高松宮宣仁 福田赳夫 伊藤整 大河内一男 波多野完治 木村義雄 志村喬 織田幹夫 辰巳龍太郎 阿部定  臼井吉見 入江相政 石川達三 水谷八重子(初代) 成瀬巳喜男 円地文子 平林たえ子 島田正吾 波多野勤子

1906(明治39)年

豊田四郎 永田雅一 川島芳子 朝永振一郎 和田芳恵 宇都宮徳馬 坂口安吾 滝沢修 本田宗一郎 山室静

1907(明治40)年

清水幾太郎 人見絹恵 山岡荘八 湯川秀樹 火野葦平 亀井勝一郎 高見順 石井好子 三木武夫 山本憲吉 中原中也 大塚久雄 井上靖 江田三郎 宮本常一 淡谷のり子 東野栄治郎 服部良一 平野謙 藤枝静男

1908(明治41)年

伴淳三郎 勝間田清一 近藤日出造 長谷川一夫 マキノ雅弘 菊田一夫 宮城音也 服部正 横山隆一 東山魁夷 植草甚一 中村伸郎 増田四郎 宮本顕治 松田道雄 沢村貞子 

1909(明治42)年

杉村春子 山野愛子 木谷実 佐分利信 大岡昇平 小澤栄太郎 淀川長治 中島敦 太宰治 中村勘三郎(17代目) 杉山寧 土門拳 上原謙 小森和子 田中絹代 埴谷雄高 松本清張 

*「生年月日(誕生日)データベース」(ストローワード)より作成

 清水の目から見れば、自分よりも2歳上から2歳下の間の人々ということになる。
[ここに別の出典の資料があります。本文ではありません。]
//! Route parameters and typed extraction.
//!
//! A [`ParamMap`] binds each parameter name of a pattern to the raw string
//! captured from a concrete path, in the order the parameters appear in the
//! pattern. Values are never decoded or coerced; use [`ParamMap::parse`] or
//! [`ParamMap::extract`] to obtain typed values.

use std::fmt;
use std::ops::Deref;
use std::str::FromStr;

use indexmap::IndexMap;
use indexmap::map::Iter;

use crate::error::PathError;

/// Mapping from parameter name to raw string value.
///
/// Iteration follows pattern order. Equality compares entries only, so two
/// maps with the same bindings are equal regardless of insertion order.
#[derive(Debug, Clone, Default, PartialEq, Eq)]
pub struct ParamMap {
	entries: IndexMap<String, String>,
}

impl ParamMap {
	/// Creates an empty map.
	pub fn new() -> Self {
		Self::default()
	}

	/// Binds `name` to `value`, returning the previous value if any.
	///
	/// Re-binding a name keeps its original position.
	pub fn insert(&mut self, name: impl Into<String>, value: impl Into<String>) -> Option<String> {
		self.entries.insert(name.into(), value.into())
	}

	/// Builder form of [`insert`](Self::insert).
	pub fn with(mut self, name: impl Into<String>, value: impl Into<String>) -> Self {
		self.insert(name, value);
		self
	}

	/// Returns the raw value bound to `name`.
	pub fn get(&self, name: &str) -> Option<&str> {
		self.entries.get(name).map(String::as_str)
	}

	/// Returns whether `name` is bound.
	pub fn contains(&self, name: &str) -> bool {
		self.entries.contains_key(name)
	}

	/// Returns the number of bound parameters.
	pub fn len(&self) -> usize {
		self.entries.len()
	}

	/// Returns whether no parameters are bound.
	pub fn is_empty(&self) -> bool {
		self.entries.is_empty()
	}

	/// Iterates over `(name, value)` pairs in pattern order.
	pub fn iter(&self) -> Iter<'_, String, String> {
		self.entries.iter()
	}

	/// Iterates over parameter names in pattern order.
	pub fn names(&self) -> impl Iterator<Item = &str> {
		self.entries.keys().map(String::as_str)
	}

	/// Iterates over raw values in pattern order.
	pub fn values(&self) -> impl Iterator<Item = &str> {
		self.entries.values().map(String::as_str)
	}

	/// Returns the value at `index` in pattern order.
	pub fn value_at(&self, index: usize) -> Option<&str> {
		self.entries.get_index(index).map(|(_, v)| v.as_str())
	}

	/// Parses the value bound to `name`.
	///
	/// # Errors
	///
	/// Returns [`PathError::Missing`] if `name` is not bound and
	/// [`PathError::ParseError`] if the value does not parse as `T`.
	pub fn parse<T>(&self, name: &str) -> Result<T, PathError>
	where
		T: FromStr,
		T::Err: fmt::Display,
	{
		let (index, _, raw) = self
			.entries
			.get_full(name)
			.ok_or_else(|| PathError::Missing(name.to_string()))?;

		raw.parse::<T>().map_err(|e| PathError::ParseError {
			param_index: Some(index),
			param_type: std::any::type_name::<T>(),
			raw_value: raw.clone(),
			reason: e.to_string(),
		})
	}

	/// Extracts typed values by position.
	///
	/// ```
	/// use waypoint_router::ParamMap;
	///
	/// let params = ParamMap::new().with("user_id", "42").with("slug", "hello");
	/// let (user_id, slug): (u64, String) = params.extract().unwrap();
	/// assert_eq!(user_id, 42);
	/// assert_eq!(slug, "hello");
	/// ```
	pub fn extract<T: FromParams>(&self) -> Result<T, PathError> {
		T::from_params(self)
	}
}

impl<K, V> FromIterator<(K, V)> for ParamMap
where
	K: Into<String>,
	V: Into<String>,
{
	fn from_iter<I: IntoIterator<Item = (K, V)>>(iter: I) -> Self {
		Self {
			entries: iter
				.into_iter()
				.map(|(k, v)| (k.into(), v.into()))
				.collect(),
		}
	}
}

impl<K, V, const N: usize> From<[(K, V); N]> for ParamMap
where
	K: Into<String>,
	V: Into<String>,
{
	fn from(pairs: [(K, V); N]) -> Self {
		pairs.into_iter().collect()
	}
}

impl<'a> IntoIterator for &'a ParamMap {
	type Item = (&'a String, &'a String);
	type IntoIter = Iter<'a, String, String>;

	fn into_iter(self) -> Self::IntoIter {
		self.entries.iter()
	}
}

/// Trait for extracting typed values from route parameters.
pub trait FromParams: Sized {
	/// Extracts `Self` from the parameter map.
	///
	/// # Errors
	///
	/// Returns [`PathError::CountMismatch`] if the number of parameters doesn't match.
	/// Returns [`PathError::ParseError`] if parameter parsing fails.
	fn from_params(params: &ParamMap) -> Result<Self, PathError>;
}

/// Typed parameter wrapper.
///
/// ```
/// use waypoint_router::{ParamMap, Path};
///
/// let params = ParamMap::new().with("id", "7");
/// let Path(id): Path<i64> = params.extract().unwrap();
/// assert_eq!(id, 7);
/// ```
#[derive(Debug, Clone, Copy, PartialEq, Eq, PartialOrd, Ord, Hash)]
pub struct Path<T>(pub T);

impl<T> Path<T> {
	/// Unwraps the inner value.
	pub fn into_inner(self) -> T {
		self.0
	}
}

impl<T> Deref for Path<T> {
	type Target = T;

	fn deref(&self) -> &Self::Target {
		&self.0
	}
}

impl<T: FromParams> FromParams for Path<T> {
	fn from_params(params: &ParamMap) -> Result<Self, PathError> {
		T::from_params(params).map(Path)
	}
}

fn parse_at<T>(params: &ParamMap, index: usize) -> Result<T, PathError>
where
	T: FromStr,
	T::Err: fmt::Display,
{
	let raw = params.value_at(index).ok_or(PathError::CountMismatch {
		expected: index + 1,
		actual: params.len(),
	})?;

	raw.parse::<T>().map_err(|e| PathError::ParseError {
		param_index: Some(index),
		param_type: std::any::type_name::<T>(),
		raw_value: raw.to_string(),
		reason: e.to_string(),
	})
}

fn expect_count(params: &ParamMap, expected: usize) -> Result<(), PathError> {
	if params.len() != expected {
		return Err(PathError::CountMismatch {
			expected,
			actual: params.len(),
		});
	}
	Ok(())
}

macro_rules! impl_from_params_for_single {
	($($ty:ty),* $(,)?) => {
		$(
			impl FromParams for $ty {
				fn from_params(params: &ParamMap) -> Result<Self, PathError> {
					expect_count(params, 1)?;
					parse_at::<$ty>(params, 0)
				}
			}
		)*
	};
}

impl_from_params_for_single!(String, i32, i64, u32, u64, usize, bool);

macro_rules! impl_from_params_for_tuple {
	($count:expr; $($idx:tt => $ty:ident),+) => {
		impl<$($ty),+> FromParams for ($($ty,)+)
		where
			$($ty: FromStr,)+
			$(<$ty as FromStr>::Err: fmt::Display,)+
		{
			fn from_params(params: &ParamMap) -> Result<Self, PathError> {
				expect_count(params, $count)?;
				Ok(($(parse_at::<$ty>(params, $idx)?,)+))
			}
		}
	};
}

impl_from_params_for_tuple!(2; 0 => A, 1 => B);
impl_from_params_for_tuple!(3; 0 => A, 1 => B, 2 => C);
impl_from_params_for_tuple!(4; 0 => A, 1 => B, 2 => C, 3 => D);
impl_from_params_for_tuple!(5; 0 => A, 1 => B, 2 => C, 3 => D, 4 => E);
impl_from_params_for_tuple!(6; 0 => A, 1 => B, 2 => C, 3 => D, 4 => E, 5 => F);
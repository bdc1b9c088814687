use chrono::NaiveDateTime;
use serde::{Deserialize, Serialize};
use utoipa::ToSchema;

// ── Enums ──

#[derive(Debug, Clone, Copy, Serialize, Deserialize, PartialEq, ToSchema)]
pub enum MessageRole {
    #[serde(rename = "user")]
    User,
    #[serde(rename = "assistant")]
    Assistant,
}

impl MessageRole {
    pub fn as_str(&self) -> &str {
        match self {
            Self::User => "user",
            Self::Assistant => "assistant",
        }
    }

    pub fn from_str(s: &str) -> Option<Self> {
        match s.to_lowercase().as_str() {
            "user" => Some(Self::User),
            "assistant" => Some(Self::Assistant),
            _ => None,
        }
    }
}

// ── Entities ──

/// One turn of a conversation. `refused` marks assistant turns produced by
/// the boundary gate rather than the completion service.
#[derive(Debug, Clone, Serialize, Deserialize)]
pub struct StoredMessage {
    pub id: String,
    pub conversation_id: String,
    pub role: MessageRole,
    pub content: String,
    pub refused: bool,
    pub token_count: Option<i32>,
    pub created_at: NaiveDateTime,
}

/// A session-scoped conversation. Lives only in process memory; nothing
/// survives a restart.
#[derive(Debug, Clone, Serialize, Deserialize)]
pub struct Conversation {
    pub id: String,
    pub persona_name: String,
    pub model: String,
    pub messages: Vec<StoredMessage>,
    pub created_at: NaiveDateTime,
    pub updated_at: NaiveDateTime,
}

// ── Model catalog ──

/// Completion models offered in the UI selector.
#[derive(Debug, Clone, Copy)]
pub struct ModelInfo {
    pub id: &'static str,
    pub label: &'static str,
}

pub static MODEL_CATALOG: [ModelInfo; 3] = [
    ModelInfo {
        id: "llama-3.1-8b-instant",
        label: "LLaMA 3.1 8B (Fast)",
    },
    ModelInfo {
        id: "llama-3.3-70b-versatile",
        label: "LLaMA 3.3 70B (Powerful)",
    },
    ModelInfo {
        id: "qwen/qwen3-32b",
        label: "Qwen 3 32B",
    },
];

pub fn is_known_model(id: &str) -> bool {
    MODEL_CATALOG.iter().any(|m| m.id == id)
}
年齢差が持つ意味は、年少のときほど大きい。身体的なこともそうであるが、学校という集団においては1年の違いが学年の違いとなって表れ、そこに社会的な上下の感覚が生じるからである。しかしそうした感覚は歳を取るについて相対的に小さくなっていく。学年は違っても同じ時期に中学生や高校生や大学生であったことの意味の方が大きくなってくる。同じ年頃に同じ時代の空気を吸ったことの意味の方が大きくなってくる。
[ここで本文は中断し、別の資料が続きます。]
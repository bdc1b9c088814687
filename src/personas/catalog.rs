use super::Persona;

/// The built-in persona catalog, in the order the UI presents it.
pub(super) static CATALOG: [Persona; 5] = [
    Persona {
        name: "Math Teacher",
        description: "Only answers math-related questions. Will politely refuse non-math topics.",
        instruction_prompt: r#"You are an expert Math Teacher with decades of experience teaching mathematics at all levels.

CORE BEHAVIOR:
- You ONLY answer questions related to mathematics (algebra, geometry, calculus, trigonometry, statistics, probability, arithmetic, linear algebra, etc.)
- You explain math concepts clearly with step-by-step solutions
- You provide examples and help students understand the "why" behind formulas
- You break down complex problems into manageable steps
- You ask clarifying questions when needed

PERSONALITY: Patient, encouraging, and enthusiastic about mathematics

STRICT BOUNDARY: If someone asks you something that is NOT about mathematics, you must politely decline and redirect them back to math topics.
For non-math questions, respond: "I appreciate the question, but I'm specifically a Math Teacher and can only help with mathematics topics. Feel free to ask me any math questions - whether it's algebra, geometry, calculus, or any other math subject!"

Remember: Your expertise is MATHEMATICS ONLY. Stay focused on math-related topics.
"#,
        domain_keywords: &[
            "math", "algebra", "geometry", "calculus", "statistics", "number", "equation",
            "formula", "theorem", "trigonometry", "probability", "arithmetic", "integral",
            "derivative", "matrix", "vector", "polynomial", "fraction", "percentage",
        ],
        common_phrases: &[
            "how do i", "solve", "calculate", "what is", "explain", "problem",
            "simplify", "factor", "expand", "derivative", "integral", "equals",
            "plus", "minus", "times", "divided", "formula", "equation",
        ],
        refusal_message: "I appreciate the question, but I'm specifically a Math Teacher and can only help with mathematics topics. Feel free to ask me any math questions!",
        suggested_messages: &[
            "How do I solve 2x + 5 = 13?",
            "What is the derivative of x^2?",
            "Explain the Pythagorean theorem",
        ],
    },
    Persona {
        name: "Doctor",
        description: "Only answers health and medical queries. Will politely refuse non-medical topics.",
        instruction_prompt: r#"You are a compassionate and knowledgeable Doctor with expertise in general medicine and healthcare.

CORE BEHAVIOR:
- You ONLY answer questions related to health, medicine, and wellness
- You provide accurate medical information based on general knowledge
- You explain symptoms, conditions, treatments, and preventive care
- You remind users to consult with licensed healthcare professionals for serious concerns
- You are empathetic and supportive in your responses

PERSONALITY: Caring, professional, and health-conscious

IMPORTANT MEDICAL DISCLAIMER: Always remind users that you are providing general information and they should consult with a licensed healthcare provider for diagnosis and serious medical concerns.

STRICT BOUNDARY: If someone asks you something that is NOT about health or medicine, you must politely decline and redirect them.
For non-medical questions, respond: "I appreciate the question, but I'm specifically a Doctor and can only help with health and medical topics. Feel free to ask me about symptoms, conditions, wellness, nutrition, or any other health-related questions!"

Remember: Your expertise is HEALTH AND MEDICINE ONLY. Stay focused on health-related topics.
"#,
        domain_keywords: &[
            "health", "medical", "disease", "symptom", "treatment", "medicine", "doctor",
            "medication", "vaccine", "wellness", "fitness", "diet", "nutrition", "pain",
            "illness", "infection", "virus", "bacteria", "hospital", "diagnosis",
        ],
        common_phrases: &[
            "i have", "symptoms", "feeling", "health", "should i", "do i have",
            "pain", "fever", "sick", "disease", "medical", "treatment", "medicine",
            "doctor", "illness", "condition", "cure",
        ],
        refusal_message: "I appreciate the question, but I'm specifically a Doctor and can only help with health and medical topics. Feel free to ask me about symptoms, conditions, or wellness!",
        suggested_messages: &[
            "I have a fever and headache, what should I do?",
            "What foods help lower cholesterol?",
            "How much sleep do adults need?",
        ],
    },
    Persona {
        name: "Travel Guide",
        description: "Only answers travel-related questions. Will politely refuse non-travel topics.",
        instruction_prompt: r#"You are an experienced and passionate Travel Guide with extensive knowledge of destinations worldwide.

CORE BEHAVIOR:
- You ONLY answer questions related to travel, destinations, tourism, and travel planning
- You provide destination recommendations with practical details
- You share travel tips, budget suggestions, and cultural information
- You help with itinerary planning and travel logistics
- You are enthusiastic and inspiring about travel experiences

PERSONALITY: Adventurous, knowledgeable, and inspiring

STRICT BOUNDARY: If someone asks you something that is NOT about travel, you must politely decline and redirect them.
For non-travel questions, respond: "I appreciate the question, but I'm specifically a Travel Guide and can only help with travel-related topics. Feel free to ask me about destinations, travel tips, itineraries, or any travel planning questions!"

Remember: Your expertise is TRAVEL AND TOURISM ONLY. Stay focused on travel-related topics.
"#,
        domain_keywords: &[
            "travel", "destination", "hotel", "flight", "trip", "vacation", "tourism",
            "attraction", "itinerary", "country", "city", "adventure", "tour", "sightseeing",
            "accommodation", "visa", "passport", "luggage", "backpack",
        ],
        common_phrases: &[
            "where should", "best place", "how to get", "visit", "trip", "vacation",
            "travel", "destination", "hotel", "flight", "tour", "sightseeing",
            "country", "city", "airport", "recommend",
        ],
        refusal_message: "I appreciate the question, but I'm specifically a Travel Guide and can only help with travel-related topics. Feel free to ask me about destinations and travel planning!",
        suggested_messages: &[
            "Best place to visit in spring?",
            "Plan a 3-day itinerary for Tokyo",
            "Do I need a visa for Thailand?",
        ],
    },
    Persona {
        name: "Chef",
        description: "Only answers cooking and recipe questions. Will politely refuse non-cooking topics.",
        instruction_prompt: r#"You are a talented and creative Chef with extensive culinary expertise.

CORE BEHAVIOR:
- You ONLY answer questions related to cooking, recipes, food preparation, and culinary arts
- You share recipes with clear instructions and ingredient lists
- You explain cooking techniques and food preparation methods
- You offer ingredient substitutions and cooking tips
- You discuss flavor combinations and food pairings
- You are passionate and inspiring about food and cooking

PERSONALITY: Creative, knowledgeable, and enthusiastic about culinary arts

STRICT BOUNDARY: If someone asks you something that is NOT about cooking or food, you must politely decline and redirect them.
For non-cooking questions, respond: "I appreciate the question, but I'm specifically a Chef and can only help with cooking and recipe questions. Feel free to ask me about recipes, cooking techniques, ingredients, or any food-related topics!"

Remember: Your expertise is COOKING AND CULINARY ARTS ONLY. Stay focused on food-related topics.
"#,
        domain_keywords: &[
            "recipe", "cooking", "food", "ingredient", "cook", "bake", "grill", "sauce",
            "dish", "cuisine", "preparation", "technique", "seasoning", "flavor",
            "dessert", "appetizer", "main course", "kitchen", "utensil",
        ],
        common_phrases: &[
            "recipe", "how to make", "cooking", "ingredients", "prepare", "cook", "bake",
            "dish", "food", "meal", "sauce", "ingredient", "seasoning", "taste", "flavor",
        ],
        refusal_message: "I appreciate the question, but I'm specifically a Chef and can only help with cooking and recipe questions. Feel free to ask me about recipes and cooking!",
        suggested_messages: &[
            "How to make a creamy carbonara?",
            "What can I substitute for buttermilk?",
            "Best seasoning for grilled salmon?",
        ],
    },
    Persona {
        name: "Tech Support",
        description: "Only answers technical troubleshooting questions. Will politely refuse non-tech topics.",
        instruction_prompt: r#"You are an expert Tech Support specialist with deep knowledge of computers, software, and technology troubleshooting.

CORE BEHAVIOR:
- You ONLY answer questions related to technology, software, hardware, and technical troubleshooting
- You provide clear troubleshooting steps to solve technical problems
- You explain technical concepts in understandable terms
- You help with installation, setup, and configuration issues
- You offer preventive maintenance and optimization tips
- You are patient and helpful with technical issues

PERSONALITY: Patient, knowledgeable, and solution-focused

STRICT BOUNDARY: If someone asks you something that is NOT about technology or technical support, you must politely decline and redirect them.
For non-tech questions, respond: "I appreciate the question, but I'm specifically a Tech Support specialist and can only help with technology and troubleshooting questions. Feel free to ask me about hardware, software, networking, or any tech-related issues!"

Remember: Your expertise is TECHNOLOGY AND TECHNICAL SUPPORT ONLY. Stay focused on tech-related topics.
"#,
        domain_keywords: &[
            "computer", "software", "hardware", "error", "bug", "crash", "code", "programming",
            "network", "internet", "device", "system", "driver", "installation", "troubleshooting",
            "tech", "application", "server", "database", "debug",
        ],
        common_phrases: &[
            "error", "not working", "how to fix", "install", "setup", "problem",
            "crash", "bug", "computer", "software", "hardware", "debug", "troubleshoot",
            "code", "program", "network", "connection",
        ],
        refusal_message: "I appreciate the question, but I'm specifically a Tech Support specialist and can only help with technology questions. Feel free to ask me about hardware, software, or tech troubleshooting!",
        suggested_messages: &[
            "My laptop won't connect to WiFi",
            "How do I fix a blue screen error?",
            "Why is my computer running slow?",
        ],
    },
];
 表に載せた人々の多くは自伝ないしそれに準じる文章を残している。キャンバスに幾重にも絵の具を塗っていくように、彼らの自伝を読みつつ、それらを重ね合わせていくことによって、清水幾太郎と同世代の人々(ただし有名の人々)のライフコースと日本社会の変動が見えてくるはずである。
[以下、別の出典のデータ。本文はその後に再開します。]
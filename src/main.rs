use persona_chat::config::Settings;
use persona_chat::{build_router, build_state};

#[tokio::main]
async fn main() {
    // Load .env file
    dotenvy::dotenv().ok();

    let settings = Settings::from_env();
    init_tracing(&settings);

    tracing::info!(
        app = %settings.app_name,
        version = %settings.app_version,
        "Starting server"
    );

    let state = build_state(settings.clone());

    if !state.completions.is_configured() {
        tracing::warn!("GROQ_API_KEY not set, running in demo mode (no completion calls)");
    }

    let app = build_router(state);

    let addr = format!("{}:{}", settings.host, settings.port);
    tracing::info!(address = %addr, "Server listening");

    let listener = tokio::net::TcpListener::bind(&addr)
        .await
        .expect("Failed to bind address");

    axum::serve(listener, app).await.expect("Server error");
}

fn init_tracing(settings: &Settings) {
    use tracing_subscriber::{EnvFilter, fmt};

    let filter =
        EnvFilter::try_from_default_env().unwrap_or_else(|_| EnvFilter::new(&settings.log_level));

    if settings.log_format == "json" {
        fmt()
            .json()
            .with_env_filter(filter)
            .with_target(true)
            .with_thread_ids(false)
            .with_file(false)
            .with_line_number(false)
            .init();
    } else {
        fmt().with_env_filter(filter).with_target(true).init();
    }
}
 それにしても宮本顕治は長生きである。私は、一度だけ、彼を間近で見たことがある。千駄ヶ谷にある日本将棋連盟の特別対局室を見学したとき、その年の新人王戦の優勝者(誰であったか思い出せない)と名人中原誠の記念対局が行われていた。盤側には観戦記者(たぶん奥山紅樹氏であったろう)と一人の老人がいた。それが日本共産党委員長の宮本顕治であることに気付くまでしばらく時間がかかった。まさかこんなところに彼がいるとは思ってもいなかったからだが、考えてみると、新人王戦は共産党の機関誌「赤旗」が主催する棋戦なのであった。宮本顕治の将棋の腕前については知らない。